暁蓮は漆黒の燕尾服を着ながら広い廊下をキッチンに向かい歩いていた。

「よし!やるか。」

そう言い蓮は、朝食の準備を始めた。

もちろん自分のではない

ここの主のだ。

まずは、モーニングティーのためのお湯を沸かす。

その間彼は自分の朝食(といってもミルクとトースト一枚)を食べながら主の朝食を何にするか考えていた。

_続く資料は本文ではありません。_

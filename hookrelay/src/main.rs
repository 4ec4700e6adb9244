//! HookRelay delivery service.
//!
//! Serves the management API and event ingestion, runs the delivery workers
//! and the retry sweeper, and drains in-flight deliveries on shutdown.

use std::net::SocketAddr;
use std::sync::Arc;

use anyhow::{Context, Result};
use tokio::{net::TcpListener, signal};
use tracing::{info, warn};
use tracing_subscriber::{fmt, layer::SubscriberExt, util::SubscriberInitExt, EnvFilter};

use hookrelay::{api_router, AppState, Config, WebhookService};

#[tokio::main]
async fn main() -> Result<()> {
    // Initialize structured JSON logging
    let filter = EnvFilter::try_from_default_env().unwrap_or_else(|_| EnvFilter::new("info"));

    tracing_subscriber::registry()
        .with(filter)
        .with(fmt::layer().json().flatten_event(true))
        .init();

    info!("delivery_service_starting");

    let config = Config::from_env();
    info!(
        port = config.port,
        service_name = %config.service_name,
        worker_concurrency = config.worker_concurrency,
        sweep_interval_secs = config.sweep_interval.as_secs(),
        retention_hours = config.delivery_retention.as_secs() / 3600,
        "config_loaded"
    );

    let service = Arc::new(
        WebhookService::new(&config).context("Failed to create delivery service")?,
    );

    let sweeper = tokio::spawn(service.sweeper().run(service.shutdown_token()));

    let app = api_router(AppState::new(Arc::clone(&service)));

    let addr = SocketAddr::from(([0, 0, 0, 0], config.port));
    let listener = TcpListener::bind(addr)
        .await
        .context("Failed to bind to address")?;

    info!(address = %addr, "delivery_service_listening");

    axum::serve(listener, app)
        .with_graceful_shutdown(shutdown_signal())
        .await
        .context("Server error")?;

    let drained = service.shutdown(config.shutdown_grace).await;
    if !drained {
        warn!(in_flight = service.in_flight(), "delivery_service_shutdown_incomplete");
    }

    if let Err(e) = sweeper.await {
        warn!(error = %e, "retry_sweeper_join_failed");
    }

    info!("delivery_service_shutdown_complete");

    Ok(())
}

/// Create a future that completes when a shutdown signal is received.
async fn shutdown_signal() {
    let ctrl_c = async {
        if let Err(e) = signal::ctrl_c().await {
            warn!(error = %e, "ctrl_c_handler_failed");
            std::future::pending::<()>().await;
        }
    };

    #[cfg(unix)]
    let terminate = async {
        match signal::unix::signal(signal::unix::SignalKind::terminate()) {
            Ok(mut sigterm) => {
                sigterm.recv().await;
            }
            Err(e) => {
                warn!(error = %e, "sigterm_handler_failed");
                std::future::pending::<()>().await;
            }
        }
    };

    #[cfg(not(unix))]
    let terminate = std::future::pending::<()>();

    tokio::select! {
        _ = ctrl_c => info!("Received SIGINT"),
        _ = terminate => info!("Received SIGTERM"),
    }

    info!("delivery_service_shutting_down");
}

「おはようございます。蓮さん今日は一段とお早いんですね。」

一人のメイドが話しかけてきた。

「あっ!おはようございます。マリカさん。」

俺はいつものように挨拶をした。

マリカさんは俺の3コ上で小さい頃からよくしてくれている優しい人だ。

「マリカさんお願いがあるのですがよろしいでしょうか?」

「いいけど何?」

「お嬢様の朝食を作るにはまだ早いので、中庭の手入れをしてきます。なので、6時になりましたら呼んでいただけないでしょうか?」

「あんたってホント真面目よねぇ。いいわ、分かった。いってらっしゃい」

「ありがとうございます。では、いってまいります。」

そう言い残して俺は中庭に急いでいく。